**WORK INSTRUCTION:**
The answer required is how many lines of the following entries contain the word "Unrecognized", with no other words.

Data extracted from a collection:
______

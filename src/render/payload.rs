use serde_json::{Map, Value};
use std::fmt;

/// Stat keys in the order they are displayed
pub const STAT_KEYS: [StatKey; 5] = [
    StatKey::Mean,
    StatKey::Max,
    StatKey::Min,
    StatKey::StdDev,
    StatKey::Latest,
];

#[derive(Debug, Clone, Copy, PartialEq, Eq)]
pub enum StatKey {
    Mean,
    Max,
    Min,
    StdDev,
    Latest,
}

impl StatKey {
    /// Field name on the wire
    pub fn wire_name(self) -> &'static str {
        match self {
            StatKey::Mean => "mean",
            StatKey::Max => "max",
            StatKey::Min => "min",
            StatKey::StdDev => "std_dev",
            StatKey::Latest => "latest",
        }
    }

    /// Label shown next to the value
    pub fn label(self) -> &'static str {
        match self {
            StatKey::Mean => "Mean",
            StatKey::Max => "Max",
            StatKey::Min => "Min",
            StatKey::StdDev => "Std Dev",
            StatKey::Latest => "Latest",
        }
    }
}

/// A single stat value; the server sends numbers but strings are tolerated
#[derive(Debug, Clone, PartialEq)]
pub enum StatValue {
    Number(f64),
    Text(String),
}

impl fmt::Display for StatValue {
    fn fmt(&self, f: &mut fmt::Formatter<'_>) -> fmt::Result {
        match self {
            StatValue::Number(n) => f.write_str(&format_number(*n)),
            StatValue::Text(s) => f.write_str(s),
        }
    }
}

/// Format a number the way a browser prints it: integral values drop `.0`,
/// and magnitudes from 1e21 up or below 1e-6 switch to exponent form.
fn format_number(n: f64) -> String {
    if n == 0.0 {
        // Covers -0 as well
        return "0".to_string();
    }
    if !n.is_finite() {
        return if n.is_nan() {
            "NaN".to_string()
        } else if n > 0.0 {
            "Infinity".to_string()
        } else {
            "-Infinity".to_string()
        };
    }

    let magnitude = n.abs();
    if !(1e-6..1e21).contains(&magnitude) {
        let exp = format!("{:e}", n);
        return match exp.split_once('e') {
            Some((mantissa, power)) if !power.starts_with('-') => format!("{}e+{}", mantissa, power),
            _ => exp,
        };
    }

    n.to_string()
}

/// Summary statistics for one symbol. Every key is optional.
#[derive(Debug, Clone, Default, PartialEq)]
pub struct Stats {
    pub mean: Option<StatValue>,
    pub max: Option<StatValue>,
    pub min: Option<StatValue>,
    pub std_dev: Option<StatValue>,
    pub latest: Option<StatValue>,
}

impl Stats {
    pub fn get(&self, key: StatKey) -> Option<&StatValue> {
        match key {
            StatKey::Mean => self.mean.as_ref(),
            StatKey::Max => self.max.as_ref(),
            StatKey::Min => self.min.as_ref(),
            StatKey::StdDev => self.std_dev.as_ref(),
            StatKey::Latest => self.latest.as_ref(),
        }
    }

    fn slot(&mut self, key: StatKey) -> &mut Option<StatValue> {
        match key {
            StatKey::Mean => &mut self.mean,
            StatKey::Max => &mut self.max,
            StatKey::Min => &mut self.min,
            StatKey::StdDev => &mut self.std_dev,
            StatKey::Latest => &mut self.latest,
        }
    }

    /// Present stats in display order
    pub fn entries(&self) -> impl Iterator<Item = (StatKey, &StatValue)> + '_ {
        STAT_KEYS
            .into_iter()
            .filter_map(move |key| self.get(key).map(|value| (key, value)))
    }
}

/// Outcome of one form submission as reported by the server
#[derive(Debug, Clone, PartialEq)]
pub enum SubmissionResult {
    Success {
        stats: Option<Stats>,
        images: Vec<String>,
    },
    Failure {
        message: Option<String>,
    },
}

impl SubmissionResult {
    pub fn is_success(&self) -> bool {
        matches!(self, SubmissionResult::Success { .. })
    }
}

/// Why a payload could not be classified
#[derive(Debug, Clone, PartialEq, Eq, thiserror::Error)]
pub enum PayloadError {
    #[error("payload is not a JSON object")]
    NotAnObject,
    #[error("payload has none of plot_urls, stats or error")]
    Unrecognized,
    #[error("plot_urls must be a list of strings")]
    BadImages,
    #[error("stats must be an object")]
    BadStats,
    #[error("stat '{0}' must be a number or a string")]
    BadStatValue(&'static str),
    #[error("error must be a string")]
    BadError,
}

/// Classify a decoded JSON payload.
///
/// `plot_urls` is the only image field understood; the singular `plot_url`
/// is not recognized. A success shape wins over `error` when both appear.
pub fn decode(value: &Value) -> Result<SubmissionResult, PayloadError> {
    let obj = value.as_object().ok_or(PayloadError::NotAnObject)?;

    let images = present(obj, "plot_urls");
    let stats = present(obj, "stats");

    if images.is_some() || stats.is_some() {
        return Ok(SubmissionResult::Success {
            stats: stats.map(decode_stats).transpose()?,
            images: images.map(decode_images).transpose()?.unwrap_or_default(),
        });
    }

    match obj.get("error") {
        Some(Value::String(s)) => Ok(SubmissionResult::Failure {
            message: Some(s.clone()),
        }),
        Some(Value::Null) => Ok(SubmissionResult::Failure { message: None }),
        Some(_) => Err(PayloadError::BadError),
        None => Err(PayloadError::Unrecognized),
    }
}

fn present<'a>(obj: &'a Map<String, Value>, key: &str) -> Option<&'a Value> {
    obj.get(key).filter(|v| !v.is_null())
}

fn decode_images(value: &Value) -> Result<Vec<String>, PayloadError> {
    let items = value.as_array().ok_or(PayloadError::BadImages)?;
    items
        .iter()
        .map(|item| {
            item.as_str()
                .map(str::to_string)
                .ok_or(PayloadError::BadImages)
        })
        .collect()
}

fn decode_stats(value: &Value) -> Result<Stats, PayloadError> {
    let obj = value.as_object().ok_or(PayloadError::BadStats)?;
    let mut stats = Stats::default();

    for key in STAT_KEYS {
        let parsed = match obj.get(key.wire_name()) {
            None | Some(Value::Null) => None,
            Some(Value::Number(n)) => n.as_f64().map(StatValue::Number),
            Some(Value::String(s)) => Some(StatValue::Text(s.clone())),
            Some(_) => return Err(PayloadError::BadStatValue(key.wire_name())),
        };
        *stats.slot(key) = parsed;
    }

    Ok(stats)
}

______

**EXERCISE ANSWER:**
2